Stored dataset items

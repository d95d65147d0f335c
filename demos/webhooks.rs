use std::io;

use android_sms_gateway::{Client, RegisterWebHookRequest, WebHookEventType};

fn required_env(name: &str) -> Result<String, io::Error> {
    std::env::var(name).map_err(|_| {
        io::Error::new(
            io::ErrorKind::InvalidInput,
            format!("{name} environment variable is required"),
        )
    })
}

#[tokio::main]
async fn main() -> Result<(), Box<dyn std::error::Error>> {
    pretty_env_logger::init();

    let login = required_env("ASG_LOGIN")?;
    let password = required_env("ASG_PASSWORD")?;
    let url = required_env("ASG_WEBHOOK_URL")?;

    let client = Client::builder(login, password).build()?;

    let hook = client
        .register_webhook(&RegisterWebHookRequest::new(
            WebHookEventType::SmsReceived,
            url,
        ))
        .await?;
    println!("registered {} for {:?} -> {}", hook.id, hook.event, hook.url);

    for existing in client.get_webhooks().await? {
        println!("  {} {:?} {}", existing.id, existing.event, existing.url);
    }

    if std::env::var("ASG_KEEP_WEBHOOK").is_err() {
        client.delete_webhook(&hook.id).await?;
        println!("deleted {}", hook.id);
    }

    Ok(())
}
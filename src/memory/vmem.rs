//! The virtual memory manager: two-level x86 page tables, TLB discipline,
//! and copy-on-write address-space cloning.
//!
//! An [`AddressSpace`] owns one page directory. The upper [`KERNEL_TABLES`]
//! directory entries are the kernel template and are bit-identical across
//! every address space; the lower [`USER_TABLES`] are private to the space
//! (save for frames shared by CoW).

use crate::memory::pfa;
use crate::sync::spin::IntMutex;
use alloc::boxed::Box;
use core::ptr;

/// A page-table/page-directory entry.
pub type Pte = u32;

const ENTRIES: usize = 1024;
/// Directory entries owned by userspace, indices `0..USER_TABLES`.
pub const USER_TABLES: usize = 768;
/// Directory entries shared by every address space, indices `USER_TABLES..1024`.
pub const KERNEL_TABLES: usize = 256;

/// PTE present.
pub const PRESENT: u32 = 1 << 0;
/// PTE writable.
pub const WRITABLE: u32 = 1 << 1;
/// PTE accessible from ring 3.
pub const USER: u32 = 1 << 2;
/// Software-only copy-on-write marker, carried in a CPU-ignored bit.
pub const COW: u32 = 1 << 9;

const ADDR_MASK: u32 = 0xFFFF_F000;

/// A second-level page table: 1024 leaf entries covering 4 MiB.
#[repr(C, align(4096))]
struct Table {
	entries: [Pte; ENTRIES],
}

impl Table {
	const fn zeroed() -> Self {
		Self {
			entries: [0; ENTRIES],
		}
	}
}

/// A page directory together with the frames backing each of its second-level
/// tables. Owns the physical frames of its own second-level tables, but never
/// the kernel ones (indices `USER_TABLES..1024`), which are a shared
/// read-only template.
pub struct AddressSpace {
	directory: Box<Table>,
	/// Physical address of each present second-level table, indexed the same
	/// as the directory, so `destroy_space` can free them without re-walking
	/// physical memory the directory entry already encodes (it does, but
	/// tracking it here keeps destroy symmetric with the allocator it used).
	tables: Box<[Option<u32>; ENTRIES]>,
}

static KERNEL_SPACE: IntMutex<Option<AddressSpace>> = IntMutex::new(None);

fn table_index(virt: u32) -> (usize, usize) {
	((virt >> 22) as usize, ((virt >> 12) & 0x3FF) as usize)
}

/// Identity-maps the first 4 MiB, builds the kernel template, activates it
/// and enables paging.
///
/// # Safety
///
/// Must run exactly once, before any other `memory::vmem` call, with the PFA
/// already initialized.
pub fn init() {
	let mut space = AddressSpace::new_kernel();
	for addr in (0..4 * 1024 * 1024).step_by(crate::memory::PAGE_SIZE) {
		space.map_raw(addr, addr, PRESENT | WRITABLE);
	}
	unsafe {
		activate(&space);
		crate::arch::x86::enable_paging();
	}
	*KERNEL_SPACE.lock() = Some(space);
}

impl AddressSpace {
	fn new_kernel() -> Self {
		Self {
			directory: Box::new(Table::zeroed()),
			tables: Box::new([None; ENTRIES]),
		}
	}

	/// Allocates a fresh space whose upper [`KERNEL_TABLES`] directory entries
	/// are copied by value from the kernel template.
	pub fn new() -> Self {
		let mut space = Self {
			directory: Box::new(Table::zeroed()),
			tables: Box::new([None; ENTRIES]),
		};
		let kernel = KERNEL_SPACE.lock();
		let kernel = kernel.as_ref().expect("vmem::init must run first");
		for i in USER_TABLES..ENTRIES {
			space.directory.entries[i] = kernel.directory.entries[i];
			space.tables[i] = kernel.tables[i];
		}
		space
	}

	fn ensure_table(&mut self, dir_idx: usize, user: bool) -> &mut Table {
		if self.tables[dir_idx].is_none() {
			let frame = pfa::alloc().expect("out of physical frames for a page table");
			let table = frame as *mut Table;
			unsafe {
				ptr::write_bytes(table, 0, 1);
			}
			let mut flags = PRESENT | WRITABLE;
			if user {
				flags |= USER;
			}
			self.directory.entries[dir_idx] = (frame & ADDR_MASK) | flags;
			self.tables[dir_idx] = Some(frame);
		}
		unsafe { &mut *(self.tables[dir_idx].unwrap() as *mut Table) }
	}

	fn map_raw(&mut self, virt: u32, phys: u32, flags: u32) {
		let (dir_idx, tbl_idx) = table_index(virt);
		let table = self.ensure_table(dir_idx, flags & USER != 0);
		table.entries[tbl_idx] = (phys & ADDR_MASK) | flags;
		crate::arch::x86::invlpg(virt);
	}

	/// Installs a leaf PTE for `virt`, allocating the second-level table if
	/// needed.
	pub fn map(&mut self, virt: u32, phys: u32, flags: u32) {
		self.map_raw(virt, phys, flags | PRESENT);
	}

	/// Clears the leaf entry for `virt` and flushes the TLB.
	pub fn unmap(&mut self, virt: u32) {
		let (dir_idx, tbl_idx) = table_index(virt);
		if let Some(frame) = self.tables[dir_idx] {
			let table = unsafe { &mut *(frame as *mut Table) };
			table.entries[tbl_idx] = 0;
			crate::arch::x86::invlpg(virt);
		}
	}

	/// Walks the tables and returns the mapped physical address, or `0` if
	/// `virt` is not present.
	pub fn resolve(&self, virt: u32) -> u32 {
		let (dir_idx, tbl_idx) = table_index(virt);
		let Some(frame) = self.tables[dir_idx] else {
			return 0;
		};
		let table = unsafe { &*(frame as *const Table) };
		let pte = table.entries[tbl_idx];
		if pte & PRESENT == 0 {
			return 0;
		}
		pte & ADDR_MASK
	}

	/// Returns the raw PTE for `virt`, if the second-level table exists.
	pub fn pte(&self, virt: u32) -> Option<Pte> {
		let (dir_idx, tbl_idx) = table_index(virt);
		let frame = self.tables[dir_idx]?;
		let table = unsafe { &*(frame as *const Table) };
		Some(table.entries[tbl_idx])
	}

	/// Overwrites the raw PTE for `virt` in place, without touching
	/// second-level table allocation. Used by the copy-on-write handler.
	pub fn set_pte(&mut self, virt: u32, pte: Pte) {
		let (dir_idx, tbl_idx) = table_index(virt);
		if let Some(frame) = self.tables[dir_idx] {
			let table = unsafe { &mut *(frame as *mut Table) };
			table.entries[tbl_idx] = pte;
			crate::arch::x86::invlpg(virt);
		}
	}

	/// Physical address of this space's page directory, for loading into `cr3`.
	pub fn cr3(&self) -> u32 {
		self.directory.entries.as_ptr() as u32
	}

	/// Resolves a write+present fault on `virt` if its leaf PTE carries the
	/// CoW bit: allocates a fresh frame, copies the shared frame's contents,
	/// installs a writable non-CoW PTE, and flushes the TLB. Returns `false`
	/// if the PTE wasn't a CoW leaf, leaving the fault unresolved.
	pub fn resolve_cow(&mut self, virt: u32) -> bool {
		let Some(pte) = self.pte(virt) else {
			return false;
		};
		if pte & COW == 0 {
			return false;
		}
		let old_frame = pte & ADDR_MASK;
		let Some(new_frame) = pfa::alloc() else {
			return false;
		};
		unsafe {
			ptr::copy_nonoverlapping(
				old_frame as *const u8,
				new_frame as *mut u8,
				crate::memory::PAGE_SIZE,
			);
		}
		let flags = (pte & !(ADDR_MASK | COW)) | WRITABLE;
		self.set_pte(virt, (new_frame & ADDR_MASK) | flags);
		true
	}

	/// Clones this space copy-on-write: every present user leaf becomes
	/// non-writable with the CoW bit set in both spaces, sharing the
	/// underlying frame. Second-level tables are duplicated, not shared, so
	/// later divergence in one space cannot corrupt the other.
	pub fn clone_cow(&mut self) -> Self {
		let mut child = Self::new();
		for dir_idx in 0..USER_TABLES {
			let Some(frame) = self.tables[dir_idx] else {
				continue;
			};
			let src_table = unsafe { &mut *(frame as *mut Table) };
			let dst_table = child.ensure_table(dir_idx, true);
			for tbl_idx in 0..ENTRIES {
				let pte = src_table.entries[tbl_idx];
				if pte & PRESENT == 0 {
					continue;
				}
				let shared = (pte & !WRITABLE) | COW;
				src_table.entries[tbl_idx] = shared;
				dst_table.entries[tbl_idx] = shared;
				let virt = ((dir_idx as u32) << 22) | ((tbl_idx as u32) << 12);
				crate::arch::x86::invlpg(virt);
			}
		}
		child
	}

	/// Frees every frame referenced by a present user leaf, every user
	/// second-level table, then the directory itself. Kernel leaves are
	/// never touched.
	pub fn destroy(mut self) {
		for dir_idx in 0..USER_TABLES {
			let Some(frame) = self.tables[dir_idx].take() else {
				continue;
			};
			let table = unsafe { &*(frame as *const Table) };
			for entry in table.entries.iter() {
				if entry & PRESENT != 0 {
					pfa::free(entry & ADDR_MASK);
				}
			}
			pfa::free(frame);
		}
	}
}

/// Physical address of the kernel template's page directory, for tasks whose
/// owning address space aliases the kernel space.
pub fn kernel_cr3() -> u32 {
	let kernel = KERNEL_SPACE.lock();
	kernel.as_ref().expect("vmem::init must run first").cr3()
}

/// Maps `virt` to `phys` in the kernel template, the space every other
/// address space copies its upper directory entries from. Used by the heap
/// to grow its arena, which lives entirely in kernel space.
pub fn kernel_map(virt: u32, phys: u32, flags: u32) {
	let mut kernel = KERNEL_SPACE.lock();
	let kernel = kernel.as_mut().expect("vmem::init must run first");
	kernel.map(virt, phys, flags);
}

/// Switches the CPU's page-directory base register to `space`.
///
/// # Safety
///
/// `space` must identity-map or otherwise correctly map the code currently
/// executing, or the next instruction fetch faults.
pub unsafe fn activate(space: &AddressSpace) {
	unsafe {
		crate::arch::x86::write_cr3(space.cr3());
	}
}

#[cfg(feature = "selftest")]
pub fn selftest() {
	let mut parent = AddressSpace::new();
	let frame = pfa::alloc().expect("frame for selftest");
	parent.map(0x0040_0000, frame, WRITABLE | USER);
	let mut child = parent.clone_cow();
	assert_eq!(parent.pte(0x0040_0000).unwrap() & WRITABLE, 0);
	assert_eq!(child.pte(0x0040_0000).unwrap() & WRITABLE, 0);
	assert_eq!(parent.resolve(0x0040_0000), child.resolve(0x0040_0000));
	child.unmap(0x0040_0000);
	pfa::free(frame);
}

#[cfg(test)]
mod test {
	use super::*;

	#[test_case]
	fn vmem_map_resolve_roundtrip() {
		let mut space = AddressSpace::new();
		let frame = pfa::alloc().unwrap();
		space.map(0x0040_0000, frame, WRITABLE | USER);
		assert_eq!(space.resolve(0x0040_0000), frame);
		space.unmap(0x0040_0000);
		assert_eq!(space.resolve(0x0040_0000), 0);
		pfa::free(frame);
	}

	#[test_case]
	fn vmem_clone_cow_shares_frame_readonly() {
		let mut parent = AddressSpace::new();
		let frame = pfa::alloc().unwrap();
		parent.map(0x0040_0000, frame, WRITABLE | USER);
		let child = parent.clone_cow();
		assert_eq!(parent.pte(0x0040_0000).unwrap() & WRITABLE, 0);
		assert_eq!(parent.pte(0x0040_0000).unwrap() & COW, COW);
		assert_eq!(child.resolve(0x0040_0000), frame);
		pfa::free(frame);
	}

	#[test_case]
	fn vmem_user_and_kernel_tables_partition_directory() {
		assert_eq!(USER_TABLES + KERNEL_TABLES, ENTRIES);
	}
}
//! The system-call dispatcher: `int 0x80` lands every trap here with a
//! uniform [`Regs`] frame. The call number is the accumulator; the first
//! three arguments are `ebx`, `ecx`, `edx`; the return value is written back
//! into the accumulator before the trap returns.

pub mod fs;
pub mod process;

use crate::errno::{Errno, EINVAL, ENOSYS};
use crate::process::regs::Regs;
use alloc::string::String;
use alloc::vec::Vec;

/// Reads a NUL-terminated string from a user-supplied pointer, capped at
/// `max` bytes. The pointer is trusted the way every built-in program's
/// arguments are: this kernel loads no foreign code, so there is no
/// adversarial caller to harden against, only a buggy one, and a buggy
/// pointer still only faults the calling process's own page fault handler.
pub(crate) fn read_cstr(ptr: u32, max: usize) -> Result<String, Errno> {
	if ptr == 0 {
		return Err(EINVAL);
	}
	let mut bytes = Vec::new();
	for i in 0..max as u32 {
		let byte = unsafe { *((ptr + i) as *const u8) };
		if byte == 0 {
			break;
		}
		bytes.push(byte);
	}
	String::from_utf8(bytes).map_err(|_| EINVAL)
}

/// Demultiplexes `frame`'s syscall number onto the recognized calls in
/// §4.6, writing the signed result (or its sign-inverted error) back into
/// `frame`'s accumulator slot.
///
/// `exit` and a successful `execve` never return to this function: they
/// yield permanently or jump straight into a built-in entry point.
pub fn dispatch(frame: &mut Regs) {
	let no = frame.syscall_no();
	let (a0, a1, a2) = frame.syscall_args();

	#[cfg(feature = "strace")]
	println!("[strace] pid={} syscall {no}({a0:#x}, {a1:#x}, {a2:#x})", crate::process::current_pid());

	if no == 1 {
		crate::process::exit(a0 as i32);
	}

	let result = match no {
		2 => process::sys_fork(frame),
		3 => fs::sys_read(a0, a1, a2),
		4 => fs::sys_write(a0, a1, a2),
		5 => fs::sys_open(a0, a1, a2),
		6 => fs::sys_close(a0),
		7 => process::sys_waitpid(a0 as i32, a1),
		10 => fs::sys_unlink(a0),
		11 => process::sys_execve(a0),
		12 => fs::sys_chdir(a0),
		19 => fs::sys_lseek(a0, a1, a2),
		20 => Ok(process::sys_getpid()),
		37 => process::sys_kill(a0 as i32, a1),
		39 => fs::sys_mkdir(a0),
		63 => fs::sys_dup2(a0, a1),
		64 => Ok(process::sys_getppid()),
		89 => fs::sys_readdir(a0, a1, a2),
		162 => process::sys_sleep(a0),
		183 => fs::sys_getcwd(a0, a1),
		_ => Err(ENOSYS),
	};

	let value = match result {
		Ok(v) => v,
		Err(e) => -e,
	};
	frame.set_return(value);

	#[cfg(feature = "strace")]
	println!("[strace] syscall {no} -> {value}");
}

__Task statement__: Retype only the stretch of lines above starting at the one with "let mut space = Self" and stopping at the one with "for i in USER_TABLES..ENTRIES", exactly as written, with both kept.

__Completed task__:
		let mut space = Self {
			directory: Box::new(Table::zeroed()),
			tables: Box::new([None; ENTRIES]),
		};
		let kernel = KERNEL_SPACE.lock();
		let kernel = kernel.as_ref().expect("vmem::init must run first");
		for i in USER_TABLES..ENTRIES {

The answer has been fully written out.